Unlok Cam

Choose your MIRROR to face and unlock your POTENTIAL
In 11 languages
Guided video interview
feedback in text and audio

Inspiration

We lie to ourselves constantly. In job interviews, we project confidence while our eyes betray anxiety. On first dates, we say "I'm fine" while our shoulders tense up. In difficult conversations, we avoid the real issue while our face screams discomfort.

Traditional self-improvement apps validate us. They tell us what we want to hear. But real growth requires confrontation with uncomfortable truths.

Inspired by emotional unlocking techniques used in high-performance coaching, we asked: what if AI could be the brutally honest mirror we need?

What it does

Unlok uses Gemini 3's native multimodal video understanding to analyze practice sessions across six life scenarios:

🪞 Emotional Mirror — General self-discovery and awareness
💼 Job Interview — Practice professional presence
🚀 Business Pitch — Rehearse investor presentations
💕 First Date — Develop authentic conversation skills
😰 Difficult Conversation — Prepare for confrontational discussions
🎤 Public Speaking — Master stage presence

Users record themselves speaking (15-60 seconds), and Gemini 3 analyzes facial micro-expressions, voice tone, posture, and body language.
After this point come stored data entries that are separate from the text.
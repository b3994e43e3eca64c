//! HTTP client for the storefront API.
//!
//! The state types in this crate never hold an [`ApiClient`] directly; they
//! take anything implementing [`AuthApi`] or [`CatalogApi`], so tests can
//! drive them with in-memory fakes.

use std::future::Future;
use std::sync::Arc;

use reqwest::StatusCode;
use serde::de::DeserializeOwned;
use tracing::{debug, warn};

use frostbites_core::api::{
    ErrorResponse, LoginRequest, MessageResponse, ProductRequest, ProductResponse,
    ProductsResponse, RegisterRequest, TOKEN_HEADER, TokenResponse, VerifyResponse,
};
use frostbites_core::ProductId;

use crate::config::ClientConfig;
use crate::error::ClientError;

/// Account endpoints.
pub trait AuthApi {
    /// `GET /auth/verify` with the session token.
    fn verify(&self, token: &str) -> impl Future<Output = Result<VerifyResponse, ClientError>> + Send;

    /// `POST /auth/login`.
    fn login(
        &self,
        request: &LoginRequest,
    ) -> impl Future<Output = Result<TokenResponse, ClientError>> + Send;

    /// `POST /auth/register`.
    fn register(
        &self,
        request: &RegisterRequest,
    ) -> impl Future<Output = Result<TokenResponse, ClientError>> + Send;
}

/// Product catalog endpoints. Mutations need an admin token.
pub trait CatalogApi {
    /// `GET /product`.
    fn list_products(&self) -> impl Future<Output = Result<ProductsResponse, ClientError>> + Send;

    /// `POST /product/create`.
    fn create_product(
        &self,
        token: &str,
        draft: &ProductRequest,
    ) -> impl Future<Output = Result<ProductResponse, ClientError>> + Send;

    /// `PUT /product/{id}`.
    fn update_product(
        &self,
        token: &str,
        id: ProductId,
        draft: &ProductRequest,
    ) -> impl Future<Output = Result<ProductResponse, ClientError>> + Send;

    /// `DELETE /product/{id}`.
    fn delete_product(
        &self,
        token: &str,
        id: ProductId,
    ) -> impl Future<Output = Result<MessageResponse, ClientError>> + Send;
}

/// Storefront API client.
///
/// Cheap to clone; clones share one connection pool.
#[derive(Clone)]
pub struct ApiClient {
    inner: Arc<ApiClientInner>,
}

struct ApiClientInner {
    client: reqwest::Client,
    config: ClientConfig,
}

impl std::fmt::Debug for ApiClient {
    fn fmt(&self, f: &mut std::fmt::Formatter<'_>) -> std::fmt::Result {
        f.debug_struct("ApiClient")
            .field("base_url", &self.inner.config.base_url.as_str())
            .finish_non_exhaustive()
    }
}

impl ApiClient {
    /// Create a client for the configured API.
    ///
    /// # Errors
    ///
    /// Returns an error if the HTTP client cannot be built.
    pub fn new(config: &ClientConfig) -> Result<Self, ClientError> {
        let client = reqwest::Client::builder()
            .timeout(config.timeout)
            .build()?;

        Ok(Self {
            inner: Arc::new(ApiClientInner {
                client,
                config: config.clone(),
            }),
        })
    }

    fn url(&self, path: &str) -> Result<reqwest::Url, ClientError> {
        self.inner
            .config
            .endpoint(path)
            .map_err(|e| ClientError::Network(format!("invalid endpoint {path}: {e}")))
    }

    /// Send a request and decode the JSON body.
    async fn send<T: DeserializeOwned>(
        &self,
        request: reqwest::RequestBuilder,
    ) -> Result<T, ClientError> {
        let response = request.send().await?;
        let status = response.status();
        let body = response.text().await?;
        debug!(status = %status, bytes = body.len(), "API response");
        decode_response(status, &body)
    }
}

/// Turn a status and body into the endpoint's response type.
///
/// Non-success statuses become [`ClientError::Rejected`] carrying the
/// server's `message`, or the status reason when the body has none.
fn decode_response<T: DeserializeOwned>(status: StatusCode, body: &str) -> Result<T, ClientError> {
    if !status.is_success() {
        let message = serde_json::from_str::<ErrorResponse>(body).map_or_else(
            |_| {
                status
                    .canonical_reason()
                    .unwrap_or("Request failed")
                    .to_string()
            },
            |e| e.message,
        );
        warn!(status = %status, message = %message, "API request rejected");
        return Err(ClientError::Rejected {
            status: status.as_u16(),
            message,
        });
    }

    serde_json::from_str(body).map_err(|e| ClientError::Decode(e.to_string()))
}

impl AuthApi for ApiClient {
    async fn verify(&self, token: &str) -> Result<VerifyResponse, ClientError> {
        let url = self.url("/auth/verify")?;
        self.send(self.inner.client.get(url).header(TOKEN_HEADER, token))
            .await
    }

    async fn login(&self, request: &LoginRequest) -> Result<TokenResponse, ClientError> {
        let url = self.url("/auth/login")?;
        self.send(self.inner.client.post(url).json(request)).await
    }

    async fn register(&self, request: &RegisterRequest) -> Result<TokenResponse, ClientError> {
        let url = self.url("/auth/register")?;
        self.send(self.inner.client.post(url).json(request)).await
    }
}

impl CatalogApi for ApiClient {
    async fn list_products(&self) -> Result<ProductsResponse, ClientError> {
        let url = self.url("/product")?;
        self.send(self.inner.client.get(url)).await
    }

    async fn create_product(
        &self,
        token: &str,
        draft: &ProductRequest,
    ) -> Result<ProductResponse, ClientError> {
        let url = self.url("/product/create")?;
        self.send(
            self.inner
                .client
                .post(url)
                .header(TOKEN_HEADER, token)
                .json(draft),
        )
        .await
    }

    async fn update_product(
        &self,
        token: &str,
        id: ProductId,
        draft: &ProductRequest,
    ) -> Result<ProductResponse, ClientError> {
        let url = self.url(&format!("/product/{id}"))?;
        self.send(
            self.inner
                .client
                .put(url)
                .header(TOKEN_HEADER, token)
                .json(draft),
        )
        .await
    }

    async fn delete_product(
        &self,
        token: &str,
        id: ProductId,
    ) -> Result<MessageResponse, ClientError> {
        let url = self.url(&format!("/product/{id}"))?;
        self.send(self.inner.client.delete(url).header(TOKEN_HEADER, token))
            .await
    }
}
The AI delivers confrontational insights — not comfort, but truth.

Feedback is delivered via text AND synthesized audio, creating an intimate coaching experience.

Supports 11 languages with full UI translation and real-time AI insight localization.

How we built it

Core Architecture:

Gemini 3 Pro for deep multimodal video analysis (2M token context)
Gemini 3 Flash for real-time translation of AI insights
Google Cloud Text-to-Speech for audio feedback generation
Next.js 15 with App Router and React 19
MediaRecorder API for browser-based video capture
Zustand for lightweight state management

Key Technical Decisions:

Native video-to-Gemini pipeline: We send the raw video blob directly to Gemini's multimodal endpoint instead of extracting frames, enabling holistic temporal analysis of emotional patterns.
BYOK (Bring Your Own Key): Users input their own Gemini API key, making the app free to operate while preserving privacy and giving users cost control.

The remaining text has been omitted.